A prodrug strategy for the release of the gasotransmitter CO at physiological pH, based upon 3 a -bromo-norborn-2-en-7-one Diels–Alder cycloadducts of 2-bromomaleimides and 2,5-dimethyl-3,4-diphenylcyclopentadienone has been developed. Examples possessing protonated amine and diamine groups showed good water solubility and thermal stability.

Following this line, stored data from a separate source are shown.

//! CLI argument definitions for the survey dashboard.

use std::path::PathBuf;

use clap::{Args, Parser, Subcommand, ValueEnum};
use clap_verbosity_flag::{Verbosity, WarnLevel};
use colorchoice_clap::Color;
use tracing::level_filters::LevelFilter;

use elev_cli::config::SourceOverrides;
use elev_cli::logging::LogFormat;
use elev_model::{Kjoenn, OrgNr, Selection, TableKind, Trinn, YearId};

#[derive(Parser)]
#[command(
    name = "elev",
    version,
    about = "School climate survey dashboard for one upper secondary school",
    long_about = "Fetch the four pupil survey tables for one school and for the \
                  national average, then print score cards, trends and detail rows.\n\n\
                  When the statistics API is unreachable, bundled snapshots are used."
)]
pub struct Cli {
    #[command(subcommand)]
    pub command: Command,

    /// Adjust log verbosity (-v for debug, -vv for trace, -q for errors only).
    #[command(flatten)]
    pub verbosity: Verbosity<WarnLevel>,

    /// Control ANSI color output (auto, always, never).
    #[command(flatten)]
    pub color: Color,

    /// Explicit log level (overrides -v/-q flags).
    #[arg(long = "log-level", value_enum, global = true)]
    pub log_level: Option<LogLevelArg>,

    /// Log output format (pretty for human, json for machine parsing).
    #[arg(
        long = "log-format",
        value_enum,
        default_value = "pretty",
        global = true
    )]
    pub log_format: LogFormatArg,

    /// Write logs to a file instead of stderr.
    #[arg(long = "log-file", value_name = "PATH", global = true)]
    pub log_file: Option<PathBuf>,

    #[command(flatten)]
    pub source: SourceArgs,
}

/// Data source settings; each flag overrides the config file.
#[derive(Args)]
pub struct SourceArgs {
    /// TOML file with a `[source]` table.
    #[arg(long = "config", value_name = "PATH", global = true)]
    pub config: Option<PathBuf>,

    /// Base URL of the statistics export API.
    #[arg(long = "base-url", value_name = "URL", global = true)]
    pub base_url: Option<String>,

    /// Organization number of the subject school.
    #[arg(long = "org", value_name = "ORG_NR", global = true)]
    pub org_nr: Option<String>,

    /// Directory with `years.json` and `tabell_{id}.json` snapshots.
    #[arg(long = "data-dir", value_name = "DIR", global = true)]
    pub data_dir: Option<PathBuf>,

    /// Per-request timeout in seconds.
    #[arg(long = "timeout", value_name = "SECS", global = true)]
    pub timeout_secs: Option<u64>,

    /// Read snapshots only; never contact the API.
    #[arg(long = "offline", global = true)]
    pub offline: bool,
}

impl SourceArgs {
    pub fn overrides(&self) -> SourceOverrides {
        SourceOverrides {
            base_url: self.base_url.clone(),
            org_nr: self.org_nr.clone(),
            data_dir: self.data_dir.clone(),
            timeout_secs: self.timeout_secs,
            offline: self.offline,
        }
    }
}

#[derive(Subcommand)]
pub enum Command {
    /// List the survey years and where they came from.
    Years(OutputArgs),

    /// Score cards for the school against national and comparison values.
    Summary(SummaryArgs),

    /// Year-by-year trend for one table.
    Trend(TrendArgs),

    /// Filtered detail rows for one table.
    Rows(RowsArgs),
}

#[derive(Args)]
pub struct OutputArgs {
    /// Print JSON instead of a table.
    #[arg(long = "json")]
    pub json: bool,
}

/// Year, grade and gender filters.
#[derive(Args)]
pub struct SelectionArgs {
    /// School year as `TidID`, e.g. 20232024 (default: latest).
    #[arg(long = "year", value_name = "TID_ID")]
    pub year: Option<YearId>,

    /// Grade level: alle, vg1, vg2 or vg3.
    #[arg(long = "trinn", default_value = "alle")]
    pub trinn: Trinn,

    /// Gender: alle, gutt or jente.
    #[arg(long = "kjoenn", default_value = "alle")]
    pub kjoenn: Kjoenn,
}

impl SelectionArgs {
    /// Selection to apply once years are known.
    pub fn selection(&self, latest: Option<YearId>) -> Selection {
        Selection::default()
            .with_year(self.year.or(latest))
            .with_trinn(self.trinn)
            .with_kjoenn(self.kjoenn)
    }
}

#[derive(Args)]
pub struct SummaryArgs {
    #[command(flatten)]
    pub selection: SelectionArgs,

    /// Organization number of a comparison school.
    #[arg(long = "compare", value_name = "ORG_NR")]
    pub compare: Option<OrgNr>,

    #[command(flatten)]
    pub output: OutputArgs,
}

#[derive(Args)]
pub struct TrendArgs {
    /// Table: indikatorer, temaer, mobbing, deltakelse (or 152-155).
    #[arg(value_name = "TABLE")]
    pub table: TableKind,

    /// Every indicator group instead of the six main ones.
    #[arg(long = "all-groups")]
    pub all_groups: bool,

    #[command(flatten)]
    pub output: OutputArgs,
}

#[derive(Args)]
pub struct RowsArgs {
    /// Table: indikatorer, temaer, mobbing, deltakelse (or 152-155).
    #[arg(value_name = "TABLE")]
    pub table: TableKind,

    #[command(flatten)]
    pub selection: SelectionArgs,

    #[command(flatten)]
    pub output: OutputArgs,
}

#[derive(Clone, Copy, ValueEnum)]
pub enum LogLevelArg {
    Error,
    Warn,
    Info,
    Debug,
    Trace,
}

#[derive(Clone, Copy, ValueEnum)]
pub enum LogFormatArg {
    Pretty,
    Compact,
    Json,
}

impl From<LogLevelArg> for LevelFilter {
    fn from(level: LogLevelArg) -> Self {
        match level {
            LogLevelArg::Error => Self::ERROR,
            LogLevelArg::Warn => Self::WARN,
            LogLevelArg::Info => Self::INFO,
            LogLevelArg::Debug => Self::DEBUG,
            LogLevelArg::Trace => Self::TRACE,
        }
    }
}

impl From<LogFormatArg> for LogFormat {
    fn from(format: LogFormatArg) -> Self {
        match format {
            LogFormatArg::Pretty => Self::Pretty,
            LogFormatArg::Compact => Self::Compact,
            LogFormatArg::Json => Self::Json,
        }
    }
}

Half-lives for CO-release in TRIS-sucrose buffer at pH 7.4 ranged from 19 to 75 min at 37 °C and 31 to 32 h at 4 °C. Bioavailability in rats was demonstrated by oral gavage and oCOm-21 showed a dose dependent vasorelaxant effect in pre-contracted rat aortic rings with an EC 50 of 1.6 ± 0.9 μM. Increased intracellular CO levels following oCOm-21 exposure were confirmed using a CO specific fluorescent probe.